Signs of trouble in the academy — now spilling over into society at large — were evident starting around 2013 with the deplatforming of controversial speakers, the call for trigger warnings about sensitive subjects in books, films, and lectures, the creation of safe spaces for students to retreat to when encountering ideas they find disagreeable, and the dispersal of lists of microaggressions, or words, phrases, and statements that might offend someone. The paroxysms of student outrage that have brought college administrators to their knees are by now well known, leaving onlookers to wonder, what went wrong?
“If liberty means anything at all, it means the right to tell people things they do not want to hear.” —George Orwell
First, paradoxically, because there has been so much moral progress over the past two centuries — the abolition of slavery and torture, the decline of war, crime, and violence, the franchise for all adult citizens, children’s rights, women’s rights, gay rights, animal rights, and even the rights of future generations to inhabit a livable planet.

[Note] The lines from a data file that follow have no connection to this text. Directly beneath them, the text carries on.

//! Tests for the pet service.
//!
//! These run against `db::MemoryStore` so no Postgres connection is
//! required. `FlakyStore` wraps it to inject store failures.

use std::sync::{Arc, Mutex};
use std::time::Duration;

use async_trait::async_trait;
use db::{DbError, MemoryStore, Page, PageRequest, PetRow, PetStore, SequenceGenerator};

use crate::{PetRequest, PetService, ServiceError, Species, ValidationError, PET_SEQUENCE};

// ---------------------------------------------------------------------------
// Test doubles
// ---------------------------------------------------------------------------

/// Which store call should fail.
#[derive(Debug, Clone, Copy, PartialEq, Eq)]
enum FailOn {
    Nothing,
    Save,
    Delete,
    Reads,
    /// Identity lookups miss and `save` reports a uniqueness violation,
    /// as when another writer inserts the same pet first.
    ConflictOnSave,
}

/// A `PetStore` that delegates to a `MemoryStore` unless told to fail.
struct FlakyStore {
    inner: MemoryStore,
    fail_on: Mutex<FailOn>,
    saves: Mutex<Vec<PetRow>>,
}

impl FlakyStore {
    fn new() -> Self {
        Self {
            inner: MemoryStore::new(),
            fail_on: Mutex::new(FailOn::Nothing),
            saves: Mutex::new(Vec::new()),
        }
    }

    fn fail_on(&self, on: FailOn) {
        *self.fail_on.lock().unwrap() = on;
    }

    fn should_fail(&self, on: FailOn) -> bool {
        *self.fail_on.lock().unwrap() == on
    }

    fn save_count(&self) -> usize {
        self.saves.lock().unwrap().len()
    }
}

fn boom() -> DbError {
    DbError::Sqlx(sqlx::Error::PoolTimedOut)
}

#[async_trait]
impl PetStore for FlakyStore {
    async fn find_by_id(&self, id: i64) -> Result<Option<PetRow>, DbError> {
        if self.should_fail(FailOn::Reads) {
            return Err(boom());
        }
        self.inner.find_by_id(id).await
    }

    async fn find_by_name_and_species_and_owner(
        &self,
        name: &str,
        species: &str,
        owner_name: &str,
    ) -> Result<Option<PetRow>, DbError> {
        if self.should_fail(FailOn::Reads) {
            return Err(boom());
        }
        if self.should_fail(FailOn::ConflictOnSave) {
            return Ok(None);
        }
        self.inner
            .find_by_name_and_species_and_owner(name, species, owner_name)
            .await
    }

    async fn save(&self, pet: PetRow) -> Result<PetRow, DbError> {
        self.saves.lock().unwrap().push(pet.clone());
        if self.should_fail(FailOn::Save) {
            return Err(boom());
        }
        if self.should_fail(FailOn::ConflictOnSave) {
            return Err(DbError::Conflict("pets_identity_unique".into()));
        }
        self.inner.save(pet).await
    }

    async fn delete(&self, pet: &PetRow) -> Result<(), DbError> {
        if self.should_fail(FailOn::Delete) {
            return Err(boom());
        }
        self.inner.delete(pet).await
    }

    async fn find_all(&self, request: PageRequest) -> Result<Page<PetRow>, DbError> {
        if self.should_fail(FailOn::Reads) {
            return Err(boom());
        }
        self.inner.find_all(request).await
    }
}

fn setup() -> (PetService, Arc<FlakyStore>, Arc<MemoryStore>) {
    let store = Arc::new(FlakyStore::new());
    let sequence = Arc::new(MemoryStore::new());
    let service = PetService::new(store.clone(), sequence.clone());
    (service, store, sequence)
}

fn tommy() -> PetRequest {
    PetRequest::new("Tommy", Species::Monkey, Some(3), "Khan")
}

// ============================================================
// create
// ============================================================

#[tokio::test]
async fn create_assigns_id_and_timestamps() {
    let (service, store, _) = setup();

    let pet = service.create_pet(tommy()).await.expect("created");

    assert_eq!(pet.id, 1);
    assert_eq!(pet.name, "Tommy");
    assert_eq!(pet.species, Species::Monkey);
    assert_eq!(pet.age, Some(3));
    assert_eq!(pet.owner_name.as_deref(), Some("Khan"));
    assert_eq!(pet.created_at, pet.last_modified);
    assert_eq!(store.save_count(), 1);
}

#[tokio::test]
async fn created_ids_are_unique_and_increasing() {
    let (service, _, _) = setup();
    let mut seen = Vec::new();

    for i in 0..5 {
        let req = PetRequest::new(format!("pet-{i}"), Species::Cat, None, "Mike");
        seen.push(service.create_pet(req).await.unwrap().id);
    }

    assert_eq!(seen, vec![1, 2, 3, 4, 5]);
}

#[tokio::test]
async fn ids_come_from_the_pet_sequence() {
    let (service, _, sequence) = setup();
    sequence.generate_sequence(PET_SEQUENCE).await.unwrap();
    sequence.generate_sequence(PET_SEQUENCE).await.unwrap();

    let pet = service.create_pet(tommy()).await.unwrap();
    assert_eq!(pet.id, 3);
}

#[tokio::test]
async fn duplicate_create_is_rejected() {
    let (service, store, _) = setup();
    let req = PetRequest::new("tommy", Species::Dog, Some(10), "Alberto");

    service.create_pet(req.clone()).await.unwrap();
    let err = service.create_pet(req).await.unwrap_err();

    assert!(matches!(err, ServiceError::AlreadyExists { .. }));
    assert_eq!(
        err.to_string(),
        "Pet: tommy with owner: Alberto for species: DOG already exists"
    );
    assert_eq!(store.save_count(), 1);
}

#[tokio::test]
async fn concurrent_duplicate_caught_by_store_is_already_exists() {
    let (service, store, _) = setup();
    store.fail_on(FailOn::ConflictOnSave);

    let err = service
        .create_pet(PetRequest::new("tommy", Species::Dog, Some(10), "Alberto"))
        .await
        .unwrap_err();

    assert!(matches!(err, ServiceError::AlreadyExists { .. }));
    assert_eq!(
        err.to_string(),
        "Pet: tommy with owner: Alberto for species: DOG already exists"
    );
    assert_eq!(store.save_count(), 1);
}

#[tokio::test]
async fn same_name_and_owner_with_other_species_is_allowed() {
    let (service, _, _) = setup();
    service
        .create_pet(PetRequest::new("tommy", Species::Dog, None, "Alberto"))
        .await
        .unwrap();
    service
        .create_pet(PetRequest::new("tommy", Species::Cat, None, "Alberto"))
        .await
        .expect("different species is a different pet");
}

#[tokio::test]
async fn invalid_create_never_reaches_the_store() {
    let (service, store, _) = setup();
    store.fail_on(FailOn::Reads);

    let err = service
        .create_pet(PetRequest::new("", Species::Dog, Some(-1), ""))
        .await
        .unwrap_err();

    assert_eq!(err, ServiceError::Validation(ValidationError::NameTooShort));
    assert_eq!(store.save_count(), 0);
}

#[tokio::test]
async fn save_failure_is_generic_with_fixed_message() {
    let (service, store, _) = setup();
    store.fail_on(FailOn::Save);

    let err = service.create_pet(tommy()).await.unwrap_err();

    assert_eq!(err, ServiceError::Generic("Failed to save pet"));
}

// ============================================================
// get / list
// ============================================================

#[tokio::test]
async fn get_returns_stored_pet() {
    let (service, _, _) = setup();
    let created = service.create_pet(tommy()).await.unwrap();

    let fetched = service.get_pet(created.id).await.unwrap();
    assert_eq!(fetched, created);
}

#[tokio::test]
async fn get_missing_is_not_found() {
    let (service, _, _) = setup();
    let err = service.get_pet(123456).await.unwrap_err();
    assert_eq!(err, ServiceError::NotFound(123456));
    assert_eq!(err.to_string(), "Pet with id: 123456 not found");
}

#[tokio::test]
async fn list_returns_page_in_store_order() {
    let (service, _, _) = setup();
    service
        .create_pet(PetRequest::new("lilli", Species::Cat, Some(3), "Mike"))
        .await
        .unwrap();
    service
        .create_pet(PetRequest::new("tommy", Species::Dog, Some(0), "Alessia"))
        .await
        .unwrap();

    let page = service.get_all_pets(PageRequest::default()).await.unwrap();

    assert_eq!(page.content.len(), 2);
    assert_eq!(page.size, 10);
    assert_eq!(page.page, 0);
    assert_eq!(page.total_elements, 2);
    assert_eq!(page.content[0].name, "lilli");
    assert_eq!(page.content[1].name, "tommy");
}

#[tokio::test]
async fn list_failure_is_generic() {
    let (service, store, _) = setup();
    store.fail_on(FailOn::Reads);
    let err = service.get_all_pets(PageRequest::default()).await.unwrap_err();
    assert_eq!(err, ServiceError::Generic("Failed to list pets"));
}

// ============================================================
// update
// ============================================================

#[tokio::test]
async fn update_overwrites_fields_and_refreshes_last_modified() {
    let (service, _, _) = setup();
    let created = service.create_pet(tommy()).await.unwrap();
    tokio::time::sleep(Duration::from_millis(5)).await;

    let updated = service
        .update_pet(created.id, PetRequest::new("Rabi", Species::Rabbit, Some(4), "Jack"))
        .await
        .unwrap();

    assert_eq!(updated.id, created.id);
    assert_eq!(updated.name, "Rabi");
    assert_eq!(updated.species, Species::Rabbit);
    assert_eq!(updated.age, Some(4));
    assert_eq!(updated.owner_name.as_deref(), Some("Jack"));
    assert_eq!(updated.created_at, created.created_at);
    assert!(updated.last_modified > created.last_modified);
}

#[tokio::test]
async fn update_can_clear_age() {
    let (service, _, _) = setup();
    let created = service.create_pet(tommy()).await.unwrap();

    let updated = service
        .update_pet(created.id, PetRequest::new("Tommy", Species::Monkey, None, "Khan"))
        .await
        .unwrap();
    assert_eq!(updated.age, None);
}

#[tokio::test]
async fn update_missing_is_not_found() {
    let (service, store, _) = setup();
    let err = service.update_pet(44345, tommy()).await.unwrap_err();
    assert_eq!(err, ServiceError::NotFound(44345));
    assert_eq!(store.save_count(), 0);
}

#[tokio::test]
async fn update_validates_before_lookup() {
    let (service, _, _) = setup();
    let err = service
        .update_pet(44345, PetRequest::new("Tommy", Species::Monkey, Some(-10), "Khan"))
        .await
        .unwrap_err();
    assert_eq!(err, ServiceError::Validation(ValidationError::NegativeAge));
}

#[tokio::test]
async fn update_onto_another_pets_identity_conflicts() {
    let (service, _, _) = setup();
    service
        .create_pet(PetRequest::new("lilli", Species::Cat, None, "Mike"))
        .await
        .unwrap();
    let other = service.create_pet(tommy()).await.unwrap();

    let err = service
        .update_pet(other.id, PetRequest::new("lilli", Species::Cat, None, "Mike"))
        .await
        .unwrap_err();
    assert!(matches!(err, ServiceError::AlreadyExists { .. }));
}

#[tokio::test]
async fn update_save_failure_is_generic() {
    let (service, store, _) = setup();
    let created = service.create_pet(tommy()).await.unwrap();
    store.fail_on(FailOn::Save);

    let err = service.update_pet(created.id, tommy()).await.unwrap_err();
    assert_eq!(err, ServiceError::Generic("Failed to update pet"));
}

// ============================================================
// delete
// ============================================================

#[tokio::test]
async fn delete_removes_pet() {
    let (service, _, _) = setup();
    let created = service.create_pet(tommy()).await.unwrap();

    service.delete_pet(created.id).await.unwrap();

    assert_eq!(
        service.get_pet(created.id).await.unwrap_err(),
        ServiceError::NotFound(created.id)
    );
}

#[tokio::test]
async fn repeated_delete_is_consistently_not_found() {
    let (service, _, _) = setup();
    let created = service.create_pet(tommy()).await.unwrap();
    service.delete_pet(created.id).await.unwrap();

    for _ in 0..2 {
        let err = service.delete_pet(created.id).await.unwrap_err();
        assert_eq!(err, ServiceError::NotFound(created.id));
    }
}

#[tokio::test]
async fn delete_failure_is_generic() {
    let (service, store, _) = setup();
    let created = service.create_pet(tommy()).await.unwrap();
    store.fail_on(FailOn::Delete);

    let err = service.delete_pet(created.id).await.unwrap_err();
    assert_eq!(err, ServiceError::Generic("Failed to delete pet"));
}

In other words, most of the big moral movements have been fought and won, leaving today’s students with comparatively smaller causes to promote and evils to protest, but with moral emotions just as powerful as those of previous generations, so their outrage feels disproportionate.

Second, the righteous liberal focus on historically victimized groups has morphed into a culture of victimhood, in which one gains status by finding ways to be a victim, even if it is in most cases not comparable to what oppressed peoples of the past experienced.

Third, with ever-elevating ethical standards there has been a puritanical purging of anyone who falls short of moral perfection, leading to preemptive denunciations of others before one is so denounced.

Fourth, virtue signaling has emerged on social media, in which members of a movement compete to signal who is the most righteous by recounting all the moral acts they performed and identifying all the immoral acts others have committed. This leads to an arms-race to signal moral outrage over increasingly diminishing transgressions, such as unapproved Halloween costumes at Yale University, which led to a student paroxysm that nearly brought the campus to a standstill.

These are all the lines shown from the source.